Reply 80 of 83, by creepingnet
- Rank
- Oldbie
Dumbest mistakes?
Working on the case fabrication on the GEM 386 with the case open after converting the case to ATX and the board to a INtel D810EPV Socket 370 with a PIII 667MHz. I'd just upgraded to 384MB of RAM and destroyed one of the modules by accidentally dropping a nut and bolt on it while bolting the Gateway ATX Backplane into the full AT case.

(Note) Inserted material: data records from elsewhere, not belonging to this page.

use crate::backend::active;
use crate::{scalar, Mat4, Vec2, Vec3, Vec4};
use core::ops::{Add, Div, Index, Mul, Sub};

/// Quaternion `xi + yj + zk + w`.
///
/// Rotations are unit quaternions, but nothing here renormalizes: results
/// are exactly what the arithmetic produces. Aligned to 16 bytes like
/// [`Vec4`] so the packed backend reads it as one lane.
#[derive(Clone, Copy, Debug, PartialEq)]
#[repr(C, align(16))]
#[cfg_attr(feature = "serde", derive(serde::Serialize, serde::Deserialize))]
pub struct Quat {
    pub x: f32,
    pub y: f32,
    pub z: f32,
    pub w: f32,
}

const _: () = assert!(core::mem::size_of::<Quat>() == 16);
const _: () = assert!(core::mem::align_of::<Quat>() == 16);

impl Quat {
    pub const ZERO: Self = Self::new(0.0, 0.0, 0.0, 0.0);
    pub const IDENTITY: Self = Self::new(0.0, 0.0, 0.0, 1.0);

    #[inline]
    pub const fn new(x: f32, y: f32, z: f32, w: f32) -> Self {
        Self { x, y, z, w }
    }

    #[inline]
    pub fn identity() -> Self {
        Self::IDENTITY
    }

    /// Vector part `(x, y, z)`.
    #[inline]
    pub fn xyz(self) -> Vec3 {
        Vec3::new(self.x, self.y, self.z)
    }

    #[inline]
    pub fn dot(self, rhs: Self) -> f32 {
        active::quat_dot(self, rhs)
    }

    #[inline]
    pub fn length(self) -> f32 {
        scalar::sqrt(self.dot(self))
    }

    /// Unit quaternion in the same direction; a zero quaternion stays zero.
    #[inline]
    pub fn normalize(self) -> Self {
        let len = self.length();
        if len != 0.0 {
            self / len
        } else {
            degenerate!(true, "normalizing a zero-length Quat");
            Self::new(0.0, 0.0, 0.0, 0.0)
        }
    }

    #[inline]
    pub fn conjugate(self) -> Self {
        Self::new(-self.x, -self.y, -self.z, self.w)
    }

    /// Conjugate over squared length. A zero quaternion gives NaN.
    #[inline]
    pub fn inverse(self) -> Self {
        let norm_sq = self.dot(self);
        degenerate!(norm_sq == 0.0, "inverting a zero Quat");
        self.conjugate() * (1.0 / norm_sq)
    }

    /// Spherical interpolation from `self` (at `t = 0`) to `other` (at
    /// `t = 1`).
    ///
    /// Follows the great arc as given: there is no flip towards the shorter
    /// path when the dot product is negative. Identical (or opposite) inputs
    /// have a zero arc sine and produce NaN.
    pub fn slerp(self, other: Self, t: f32) -> Self {
        let angle = scalar::acos(self.dot(other));
        let sine = scalar::sin(angle);
        degenerate!(sine == 0.0, "slerp between parallel quaternions");

        (self * scalar::sin((1.0 - t) * angle) + other * scalar::sin(t * angle)) / sine
    }

    /// Rotation of `angle` degrees about `axis`. The axis is normalized
    /// first.
    pub fn from_axis_angle(axis: Vec3, angle: f32) -> Self {
        let half = scalar::deg_to_rad(angle * 0.5);
        let s = scalar::sin(half);
        let c = scalar::cos(half);
        let n = axis.normalize();
        Self::new(n.x * s, n.y * s, n.z * s, c)
    }

    /// Rotation from Euler angles in degrees, applied X then Y then Z.
    /// Equivalent to [`Mat4::rotation_euler`].
    pub fn from_euler(angles: Vec3) -> Self {
        let hx = scalar::deg_to_rad(angles.x * 0.5);
        let hy = scalar::deg_to_rad(angles.y * 0.5);
        let hz = scalar::deg_to_rad(angles.z * 0.5);

        active::quat_from_half_angles(
            scalar::sin(hx),
            scalar::cos(hx),
            scalar::sin(hy),
            scalar::cos(hy),
            scalar::sin(hz),
            scalar::cos(hz),
        )
    }

    /// Rotation matrix of a unit quaternion, embedded in an identity 4x4.
    pub fn to_mat4(self) -> Mat4 {
        let Self { x, y, z, w } = self;
        let (x2, y2, z2) = (x + x, y + y, z + z);
        let (xx2, xy2, xz2) = (x * x2, x * y2, x * z2);
        let (yy2, yz2, zz2) = (y * y2, y * z2, z * z2);
        let (sx2, sy2, sz2) = (w * x2, w * y2, w * z2);

        Mat4::from_cols(
            Vec4::new(1.0 - (yy2 + zz2), xy2 + sz2, xz2 - sy2, 0.0),
            Vec4::new(xy2 - sz2, 1.0 - (xx2 + zz2), yz2 + sx2, 0.0),
            Vec4::new(xz2 + sy2, yz2 - sx2, 1.0 - (xx2 + yy2), 0.0),
            Vec4::W,
        )
    }

    #[inline]
    pub fn to_array(self) -> [f32; 4] {
        [self.x, self.y, self.z, self.w]
    }
}

impl Default for Quat {
    fn default() -> Self {
        Self::ZERO
    }
}

impl From<[f32; 4]> for Quat {
    fn from(a: [f32; 4]) -> Self {
        Self::new(a[0], a[1], a[2], a[3])
    }
}

impl From<(Vec3, f32)> for Quat {
    fn from((xyz, w): (Vec3, f32)) -> Self {
        Self::new(xyz.x, xyz.y, xyz.z, w)
    }
}

impl From<(f32, Vec3)> for Quat {
    fn from((x, yzw): (f32, Vec3)) -> Self {
        Self::new(x, yzw.x, yzw.y, yzw.z)
    }
}

impl From<(Vec2, Vec2)> for Quat {
    fn from((xy, zw): (Vec2, Vec2)) -> Self {
        Self::new(xy.x, xy.y, zw.x, zw.y)
    }
}

// Read-only: components are assigned through the fields.
impl Index<usize> for Quat {
    type Output = f32;
    #[inline]
    fn index(&self, i: usize) -> &f32 {
        match i {
            0 => &self.x,
            1 => &self.y,
            2 => &self.z,
            3 => &self.w,
            _ => panic!("Quat index out of range: {i}"),
        }
    }
}

impl Add for Quat {
    type Output = Self;
    #[inline]
    fn add(self, rhs: Self) -> Self {
        active::quat_add(self, rhs)
    }
}

impl Sub for Quat {
    type Output = Self;
    #[inline]
    fn sub(self, rhs: Self) -> Self {
        active::quat_sub(self, rhs)
    }
}

/// Hamilton product; `a * b` applies `b` first.
impl Mul for Quat {
    type Output = Self;
    #[inline]
    fn mul(self, rhs: Self) -> Self {
        active::quat_mul(self, rhs)
    }
}

impl Mul<f32> for Quat {
    type Output = Self;
    #[inline]
    fn mul(self, rhs: f32) -> Self {
        active::quat_scale(self, rhs)
    }
}

impl Mul<Quat> for f32 {
    type Output = Quat;
    #[inline]
    fn mul(self, rhs: Quat) -> Quat {
        rhs * self
    }
}

impl Div<f32> for Quat {
    type Output = Self;
    #[inline]
    fn div(self, rhs: f32) -> Self {
        active::quat_div_scalar(self, rhs)
    }
}

impl Div<Quat> for f32 {
    type Output = Quat;
    #[inline]
    fn div(self, rhs: Quat) -> Quat {
        active::quat_scalar_div(self, rhs)
    }
}
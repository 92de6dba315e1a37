//! 4-wide execution strategies for `Vec4`, `Mat4`, and `Quat`.
//!
//! [`scalar`] is always built. The packed SSE2 path replaces it when the
//! `simd` feature is enabled on an x86/x86_64 target with `sse2` (decided
//! in `build.rs`). Both expose the same free functions, and the types call
//! whichever one is `active`.

pub(crate) mod scalar;

#[cfg(quickmath_sse)]
pub(crate) mod sse;

#[cfg(quickmath_sse)]
pub(crate) use sse as active;

#[cfg(not(quickmath_sse))]
pub(crate) use scalar as active;

/// The strategy compiled in for 4-wide operations.
#[derive(Debug, Clone, Copy, PartialEq, Eq)]
pub enum Backend {
    /// One component at a time.
    Scalar,
    /// One `__m128` lane per vector, quaternion, or matrix column.
    Sse2,
}

impl Backend {
    #[inline]
    pub const fn active() -> Self {
        #[cfg(quickmath_sse)]
        {
            Self::Sse2
        }
        #[cfg(not(quickmath_sse))]
        {
            Self::Scalar
        }
    }

    /// Whether results can differ from [`Backend::Scalar`] in the last bit
    /// (only the pairwise dot-product reduction does).
    #[inline]
    pub const fn is_packed(self) -> bool {
        matches!(self, Self::Sse2)
    }

    pub const fn name(self) -> &'static str {
        match self {
            Self::Scalar => "scalar",
            Self::Sse2 => "sse2",
        }
    }
}

impl core::fmt::Display for Backend {
    fn fmt(&self, f: &mut core::fmt::Formatter<'_>) -> core::fmt::Result {
        f.write_str(self.name())
    }
}

/// The backend this build of the crate uses.
#[inline]
pub const fn backend() -> Backend {
    Backend::active()
}

#[cfg(all(test, quickmath_sse))]
mod tests {
    use super::{scalar, sse};
    use crate::{Mat4, Quat, Vec4};
    use proptest::prelude::*;

    fn component() -> impl Strategy<Value = f32> {
        -100.0f32..100.0
    }

    fn vec4() -> impl Strategy<Value = Vec4> {
        (component(), component(), component(), component())
            .prop_map(|(x, y, z, w)| Vec4::new(x, y, z, w))
    }

    fn nonzero_vec4() -> impl Strategy<Value = Vec4> {
        vec4().prop_filter("no zero components", |v| v.to_array().iter().all(|c| *c != 0.0))
    }

    fn quat() -> impl Strategy<Value = Quat> {
        (component(), component(), component(), component())
            .prop_map(|(x, y, z, w)| Quat::new(x, y, z, w))
    }

    fn mat4() -> impl Strategy<Value = Mat4> {
        (vec4(), vec4(), vec4(), vec4()).prop_map(|(a, b, c, d)| Mat4::from_cols(a, b, c, d))
    }

    // Three roundings per side on partial sums of at most 4e4.
    const DOT_TOLERANCE: f32 = 1.6e5 * f32::EPSILON;

    proptest! {
        #[test]
        fn componentwise_ops_are_exact(a in vec4(), b in nonzero_vec4(), s in component()) {
            prop_assert_eq!(sse::vec4_add(a, b), scalar::vec4_add(a, b));
            prop_assert_eq!(sse::vec4_sub(a, b), scalar::vec4_sub(a, b));
            prop_assert_eq!(sse::vec4_mul(a, b), scalar::vec4_mul(a, b));
            prop_assert_eq!(sse::vec4_div(a, b), scalar::vec4_div(a, b));
            prop_assert_eq!(sse::vec4_scale(a, s), scalar::vec4_scale(a, s));
            prop_assert_eq!(sse::vec4_scalar_div(s, b), scalar::vec4_scalar_div(s, b));
            prop_assert_eq!(sse::vec4_min(a, b), scalar::vec4_min(a, b));
            prop_assert_eq!(sse::vec4_max(a, b), scalar::vec4_max(a, b));
        }

        #[test]
        fn divide_by_scalar_is_exact(a in vec4(), s in component().prop_filter("nonzero", |s| *s != 0.0)) {
            prop_assert_eq!(sse::vec4_div_scalar(a, s), scalar::vec4_div_scalar(a, s));
            prop_assert_eq!(
                sse::quat_div_scalar(Quat::new(a.x, a.y, a.z, a.w), s),
                scalar::quat_div_scalar(Quat::new(a.x, a.y, a.z, a.w), s)
            );
        }

        #[test]
        fn dot_within_rounding(a in vec4(), b in vec4()) {
            let packed = sse::vec4_dot(a, b);
            let reference = scalar::vec4_dot(a, b);
            // Pairwise vs left-to-right summation of products bounded by 1e4 each.
            prop_assert!((packed - reference).abs() <= DOT_TOLERANCE,
                "{} vs {}", packed, reference);
        }

        #[test]
        fn matrix_ops_are_exact(a in mat4(), b in mat4(), v in vec4(), s in component()) {
            prop_assert_eq!(sse::mat4_mul_vec4(&a, v), scalar::mat4_mul_vec4(&a, v));
            prop_assert_eq!(sse::mat4_mul(&a, &b), scalar::mat4_mul(&a, &b));
            prop_assert_eq!(sse::mat4_transpose(&a), scalar::mat4_transpose(&a));
            prop_assert_eq!(sse::mat4_add(&a, &b), scalar::mat4_add(&a, &b));
            prop_assert_eq!(sse::mat4_sub(&a, &b), scalar::mat4_sub(&a, &b));
            prop_assert_eq!(sse::mat4_scale(&a, s), scalar::mat4_scale(&a, s));
        }

        #[test]
        fn quaternion_ops_are_exact(a in quat(), b in quat(), s in component()) {
            prop_assert_eq!(sse::quat_mul(a, b), scalar::quat_mul(a, b));
            prop_assert_eq!(sse::quat_add(a, b), scalar::quat_add(a, b));
            prop_assert_eq!(sse::quat_sub(a, b), scalar::quat_sub(a, b));
            prop_assert_eq!(sse::quat_scale(a, s), scalar::quat_scale(a, s));
            prop_assert!((sse::quat_dot(a, b) - scalar::quat_dot(a, b)).abs() <= DOT_TOLERANCE);
        }

        #[test]
        fn half_angle_combine_is_exact(ax in -3.2f32..3.2, ay in -3.2f32..3.2, az in -3.2f32..3.2) {
            let (sx, cx) = (ax.sin(), ax.cos());
            let (sy, cy) = (ay.sin(), ay.cos());
            let (sz, cz) = (az.sin(), az.cos());
            prop_assert_eq!(
                sse::quat_from_half_angles(sx, cx, sy, cy, sz, cz),
                scalar::quat_from_half_angles(sx, cx, sy, cy, sz, cz)
            );
        }
    }

    #[test]
    fn scalar_divided_by_quat() {
        let q = Quat::new(1.0, 2.0, 4.0, 8.0);
        assert_eq!(sse::quat_scalar_div(8.0, q), scalar::quat_scalar_div(8.0, q));
    }

    #[test]
    fn min_max_propagate_second_operand_on_nan() {
        let a = Vec4::new(f32::NAN, 1.0, 2.0, 3.0);
        let b = Vec4::new(5.0, 0.0, 2.0, 4.0);
        assert_eq!(sse::vec4_min(a, b), scalar::vec4_min(a, b));
        assert_eq!(sse::vec4_max(a, b), scalar::vec4_max(a, b));
    }
}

I guess you could say that case modification was also a dumb mistake because now that would have been a unicorn among PC cases. It was full AT, looked like a Compaq Deskpro 8086/286/386, but used a standard power supply, and it looked like it was built by the same company given that the drive cage stampings and the way they attached were identical. Have not seen another chassis like that since. Wish I still had it. The keyboard even plugged into the front via a cable that ran to the back of the computer, plugged into a standard AT motherboard, and was hidden by a metal cover held on with 3 screws.
Then I scrapped said modded case when I built an $800 gamer rig in the late 2000's out of peer pressure from non-retro nerds at work who thought it was silly I was running a PIII still, in a full AT 80's chassis nonetheless. I just could not find a motherboard locally that fit and supported a Pentium D CPU.